The impact of the accident caused the engines to be knocked off and they slid 20 m past the airframe. Debris lay scattered in the area, with a propeller blade found 50 m away from the craft. Three of the crew members, the captain, first officer and radio operator, were killed upon impact.

Two of the passengers who were unhurt, one British and one Norwegian, walked from the wreck to the farm at Askheim, where they were able to notify about the accident by telephone. A crew of rescue workers were immediately dispatched from Gardermoen. They remained at the site for about four hours; the time was needed to get the steward free from the wreck. He and a passenger were severely injured and were freighted by car to Stensby Hospital. The rest of the passengers were able to walk by themselves and were treated for shock and cuts.

==Investigation and cause==
Norway's Ministry of Transport and Communications appointed an investigation commission on the day of the accident. It was led by Major Halle and otherwise consisted of Assistant Chief of Police Skalmerud, Engineer Truls Dahl, Pilot Odd Olsen, Captain Thorleif Eriksen and a representative for British aviation authorities. Their report was published in January 1947. They concluded with that the pilot was in full control of the aircraft and there were no faults with the aircraft, a controlled flight into terrain. The asserted the cause of the accident to improper airmanship, caused by insufficient training in radio range navigation combined with shortcomings in the equipment.
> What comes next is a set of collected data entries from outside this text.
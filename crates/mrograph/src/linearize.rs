//! C3 linearization.
//!
//! The MRO of a class `C` with bases `B1..Bn` is
//! `[C] ++ merge(MRO(B1), ..., MRO(Bn), [B1, ..., Bn])`. The merge repeatedly
//! takes the first list head that does not occur in the tail of any list. If
//! every head is blocked the hierarchy is inconsistent and no order exists.
//!
//! This module holds the pure merge. Caching and the mapping from handles to
//! declarations live in [`Hierarchy`](crate::Hierarchy).

use crate::graph::ClassId;
use log::trace;
use std::collections::HashMap;
use std::sync::Arc;

/// The method resolution order of one class.
///
/// The class itself comes first, followed by every ancestor exactly once.
/// Cloning is cheap; all clones share one slice.
#[derive(Debug, Clone, PartialEq, Eq, Hash)]
pub struct Linearization(Arc<[ClassId]>);

impl Linearization {
    /// All classes in resolution order.
    pub fn classes(&self) -> &[ClassId] {
        &self.0
    }

    /// Iterate in resolution order.
    pub fn iter(&self) -> std::slice::Iter<'_, ClassId> {
        self.0.iter()
    }

    /// Number of classes, including the class itself.
    pub fn len(&self) -> usize {
        self.0.len()
    }

    /// Always false for a linearization produced by a hierarchy.
    pub fn is_empty(&self) -> bool {
        self.0.is_empty()
    }

    /// The class this linearization belongs to.
    pub fn head(&self) -> Option<ClassId> {
        self.0.first().copied()
    }

    /// Ancestors only, in resolution order.
    pub fn ancestors(&self) -> &[ClassId] {
        self.0.get(1..).unwrap_or(&[])
    }

    /// Index of `class` in the order.
    pub fn position(&self, class: ClassId) -> Option<usize> {
        self.0.iter().position(|&c| c == class)
    }

    /// Whether `class` occurs in the order.
    pub fn contains(&self, class: ClassId) -> bool {
        self.0.contains(&class)
    }

    /// The part of the order strictly past `class`.
    pub fn after(&self, class: ClassId) -> Option<&[ClassId]> {
        self.position(class).map(|pos| &self.0[pos + 1..])
    }
}

impl From<Vec<ClassId>> for Linearization {
    fn from(classes: Vec<ClassId>) -> Self {
        Self(classes.into())
    }
}

impl<'a> IntoIterator for &'a Linearization {
    type Item = &'a ClassId;
    type IntoIter = std::slice::Iter<'a, ClassId>;

    fn into_iter(self) -> Self::IntoIter {
        self.iter()
    }
}

/// A stalled merge: every remaining head occurs in some list's tail.
#[derive(Debug, Clone, PartialEq, Eq)]
pub struct MergeConflict {
    /// Distinct remaining heads, in input list order
    pub conflicting: Vec<ClassId>,
}

/// Compute the C3 linearization of `class`.
///
/// `base_mros` must hold the linearization of each entry of `bases`, in the
/// same order. The base list itself takes part in the merge as the final
/// input, which is what enforces local precedence order.
///
/// # Errors
///
/// Returns a [`MergeConflict`] naming the blocked heads when no consistent
/// order exists. No partial order is produced.
pub fn merge(
    class: ClassId,
    bases: &[ClassId],
    base_mros: &[Linearization],
) -> std::result::Result<Linearization, MergeConflict> {
    let lists: Vec<&[ClassId]> = base_mros
        .iter()
        .map(Linearization::classes)
        .chain(std::iter::once(bases))
        .filter(|list| !list.is_empty())
        .collect();

    // How many lists hold a class somewhere past their cursor.
    let mut tail_counts: HashMap<ClassId, usize> = HashMap::new();
    for list in &lists {
        for &c in &list[1..] {
            *tail_counts.entry(c).or_default() += 1;
        }
    }

    let capacity = 1 + base_mros.iter().map(Linearization::len).max().unwrap_or(0);
    let mut result = Vec::with_capacity(capacity);
    result.push(class);

    let mut cursors = vec![0usize; lists.len()];

    loop {
        let mut exhausted = true;
        let mut candidate = None;

        for (list, &cursor) in lists.iter().zip(&cursors) {
            if let Some(&head) = list.get(cursor) {
                exhausted = false;
                if tail_counts.get(&head).copied().unwrap_or(0) == 0 {
                    candidate = Some(head);
                    break;
                }
            }
        }

        if exhausted {
            return Ok(result.into());
        }

        let Some(head) = candidate else {
            let mut conflicting = Vec::new();
            for (list, &cursor) in lists.iter().zip(&cursors) {
                if let Some(&head) = list.get(cursor) {
                    if !conflicting.contains(&head) {
                        conflicting.push(head);
                    }
                }
            }
            trace!("C3 merge for {class} stalled on {conflicting:?}");
            return Err(MergeConflict { conflicting });
        };

        trace!("C3 merge for {class}: selected {head}");
        result.push(head);

        for (list, cursor) in lists.iter().zip(cursors.iter_mut()) {
            if list.get(*cursor) == Some(&head) {
                *cursor += 1;
                if let Some(next) = list.get(*cursor) {
                    if let Some(count) = tail_counts.get_mut(next) {
                        *count -= 1;
                    }
                }
            }
        }
    }
}
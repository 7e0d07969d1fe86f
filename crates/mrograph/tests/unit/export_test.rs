//! Unit tests for export functionality.
//!
//! Tests cover:
//! - export_dot() node and edge output
//! - export_dot_styled() with method labels
//! - export_json() MROs and inconsistency reporting
//! - export_csv_mro() rows, quoting and omitted classes

use mrograph::export::{export_csv_mro, export_dot, export_dot_styled, export_json, DotOptions};
use mrograph::{ClassGraph, Hierarchy};

const NO_METHODS: [&str; 0] = [];

fn create_test_hierarchy() -> Hierarchy {
    let mut graph = ClassGraph::new();
    let a = graph.declare("A", &[], ["hello"]).unwrap();
    let b = graph.declare("B", &[a], ["hello"]).unwrap();
    let c = graph.declare("C", &[a], ["hello"]).unwrap();
    graph.declare("D", &[b, c], ["hello", "bye"]).unwrap();
    graph.finalize().unwrap()
}

#[test]
fn test_export_dot() {
    let hierarchy = create_test_hierarchy();
    let dot = export_dot(&hierarchy).unwrap();

    assert!(dot.starts_with("digraph class_hierarchy {"));
    assert!(dot.contains("c0 [label=\"A\""));
    assert!(dot.contains("c3 -> c1 [label=\"1\"];"));
    assert!(dot.contains("c3 -> c2 [label=\"2\"];"));
    assert!(dot.trim_end().ends_with('}'));
}

#[test]
fn test_export_dot_styled() {
    let hierarchy = create_test_hierarchy();
    let options = DotOptions {
        rankdir: "TB".to_string(),
        show_methods: true,
        ..Default::default()
    };
    let dot = export_dot_styled(&hierarchy, options).unwrap();

    assert!(dot.contains("rankdir=TB;"));
    assert!(dot.contains("label=\"D\\nbye, hello\""));
}

#[test]
fn test_export_json() {
    let hierarchy = create_test_hierarchy();
    let json = export_json(&hierarchy).unwrap();
    let parsed: serde_json::Value = serde_json::from_str(&json).unwrap();

    let classes = parsed["classes"].as_array().unwrap();
    assert_eq!(classes.len(), 4);
    assert_eq!(classes[3]["name"], "D");
    assert_eq!(classes[3]["bases"], serde_json::json!(["B", "C"]));
    assert_eq!(classes[3]["mro"], serde_json::json!(["D", "B", "C", "A"]));
}

#[test]
fn test_export_json_reports_inconsistency() {
    let mut graph = ClassGraph::new();
    let a = graph.declare("A", &[], NO_METHODS).unwrap();
    let b = graph.declare("B", &[a], NO_METHODS).unwrap();
    graph.declare("Bad", &[a, b], NO_METHODS).unwrap();
    let hierarchy = graph.finalize().unwrap();

    let parsed: serde_json::Value = serde_json::from_str(&export_json(&hierarchy).unwrap()).unwrap();
    let bad = &parsed["classes"][2];
    assert!(bad.get("mro").is_none());
    assert!(bad["error"].as_str().unwrap().contains("Bad"));
}

#[test]
fn test_export_csv_mro() {
    let hierarchy = create_test_hierarchy();
    let csv = export_csv_mro(&hierarchy).unwrap();

    let lines: Vec<&str> = csv.lines().collect();
    assert_eq!(lines[0], "class,position,ancestor");
    // A:1 + B:2 + C:2 + D:4 rows
    assert_eq!(lines.len(), 1 + 9);
    assert!(lines.contains(&"D,1,B"));
    assert!(lines.contains(&"D,3,A"));
    assert!(csv.ends_with('\n'));
}

#[test]
fn test_export_csv_quotes_carriage_return() {
    let mut graph = ClassGraph::new();
    graph.declare("A\rB", &[], NO_METHODS).unwrap();
    let hierarchy = graph.finalize().unwrap();

    let csv = export_csv_mro(&hierarchy).unwrap();
    assert_eq!(csv, "class,position,ancestor\n\"A\rB\",0,\"A\rB\"\n");
}

#[test]
fn test_export_csv_omits_inconsistent_classes() {
    let mut graph = ClassGraph::new();
    let a = graph.declare("A", &[], NO_METHODS).unwrap();
    let b = graph.declare("B", &[a], NO_METHODS).unwrap();
    graph.declare("Bad", &[a, b], NO_METHODS).unwrap();
    let hierarchy = graph.finalize().unwrap();

    let csv = export_csv_mro(&hierarchy).unwrap();
    let lines: Vec<&str> = csv.lines().collect();
    assert_eq!(lines, vec!["class,position,ancestor", "A,0,A", "B,0,B", "B,1,A"]);
}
At the time of the accident, there was a cloud cover of ten-tenths and a cloud base of 3000 m, giving a visibility of less than 15 km. The wind was recorded at 3 kn. The aircraft's turn, road of engines and impact was heard by a witness. The passengers reported that they did not notice anything unusual until they saw spruce trees rushing past the window.

The radio range system had recently been calibrated twice and the commission found nothing wrong with the navigational aids. On the other hand, the aircraft's equipment had been turned to compass instead of antenna. This would have made the beam north of the cone of silence twenty degrees wide instead of four. Although not decisive, it was cited as giving the pilot a disadvantage in navigation. The aircraft's radio range equipment also lacked a marker beacon receiver, due to lack of sufficient parts. This forced the pilots to manually calculate the distance to the beacon. The crew carried out the procedural turn in the right area, but should, according to their route instruction book, have been at no lower an altitude than 1000 m, thus the aircraft was too low, caused by the let-down being started too early.